Le plan de relance repose sur l'ADIE et ses partenaires, qu'il s'agisse de collectivités, de partenaires bancaires ou d'entreprises, et sur l'action publique de l'État et des territoires dont les actions à caractère universel ne sont pas spécifiquement liées à tel ou tel réseau. L'ADIE a immédiatement mis en place un dispositif de relance au travers d'une offre d'accompagnement dédiée, qui correspond au prolongement et à la poursuite d'un effort de présence individuelle. Notre association a également institué un dispositif de conseils adaptés à la période que nous connaissons. Ceux-ci concernent la réorientation du modèle économique dans un contexte de confinement, la relance et l'adaptation de l'offre financière. Ce redémarrage d'activité est effectué avec un passif. Certes, l'ADIE peut faire bénéficier les entrepreneurs de microcrédits, mais ils doivent pouvoir le rembourser en évitant le risque de surendettement. Par conséquent, la question centrale est celle des fonds propres.

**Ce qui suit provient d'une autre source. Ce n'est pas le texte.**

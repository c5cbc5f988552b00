use crate::error::WarmupResult;
use askama::Template;

/// Self-refreshing page shown while a service warms up
#[derive(Template)]
#[template(
    ext = "html",
    source = r#"<!DOCTYPE html>
<html>
<head>
<title>Preview environment starting</title>
<meta http-equiv="refresh" content="{{ refresh_seconds }}">
</head>
<body>
<h1>Waking up your preview environment</h1>
<p>The preview environment <code>{{ service }}</code> is starting. This page refreshes every {{ refresh_seconds }} seconds.</p>
<p>You will be redirected automatically as soon as it is ready.</p>
</body>
</html>
"#
)]
struct HoldingPage<'a> {
    service: &'a str,
    refresh_seconds: u64,
}

/// Render the holding page for a service. The service name is HTML-escaped.
pub fn render_holding_page(service: &str, refresh_seconds: u64) -> WarmupResult<String> {
    let page = HoldingPage {
        service,
        refresh_seconds,
    };
    Ok(page.render()?)
}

Lorsqu'un entrepreneur doit redémarrer son activité avec un passif, il doit remettre les compteurs à zéro et avoir les moyens de repartir grâce aux fonds propres ou aux quasi fonds propres. Nous sommes en mesure d'apporter ces quasi fonds propres pour autant que nous puissions nous appuyer sur des partenariats avec les collectivités territoriales. Dans notre langage et celui des personnes que nous accompagnons, il s'agit de prêts d'honneur : des prêts à taux zéro, sans intérêts et sans garantie, faisant l'objet d'un important différé de remboursement qui permet de disposer pendant toute la période de redémarrage de fonds qui ne seront pas remboursables et permettront de gérer la reprise. Sur ces fonds propres, en fonction de la situation financière de chacun, vient se greffer du microcrédit qui permet de compléter le plan de financement pour le redémarrage de l'activité. Nous avons besoin de l'appui de nos partenaires pour mettre en place ces prêts d'honneur. Il s'agit de la première demande que nous formulons.

Nous avons mis en place un prêt d'honneur de relance dont le montant peut atteindre 10 000 euros et dont le remboursement est différé de vingt-quatre mois. Cette mise de fonds sans intérêts et sans garantie permet de borner la période de redémarrage. Nous avons évalué à environ 23 millions d'euros nos besoins pour le financement des entrepreneurs ultramarins qui nous sollicitent. Il s'agit d'une estimation, puisque nous sommes au début du processus. Il n'est pas exclu que ce montant soit plus important, ce qui serait positif puisqu'il serait synonyme d'une forte relance, mais il n'est pas exclu qu'il soit finalement inférieur à cette estimation. Nous avons adressé des demandes de participation à ce fonds aux collectivités territoriales ainsi qu'au ministère des outre-mer, avec lequel nous avons engagé des discussions depuis quelques semaines, mais également à l'AFD et, plus largement, à nos partenaires bancaires. Ce périmètre est plus large que les outre-mer qui pourront bien sûr bénéficier de la collecte. Certains partenaires ont d'ores et déjà commencé à y contribuer. Une partie de leur contribution sera consacrée aux outre-mer.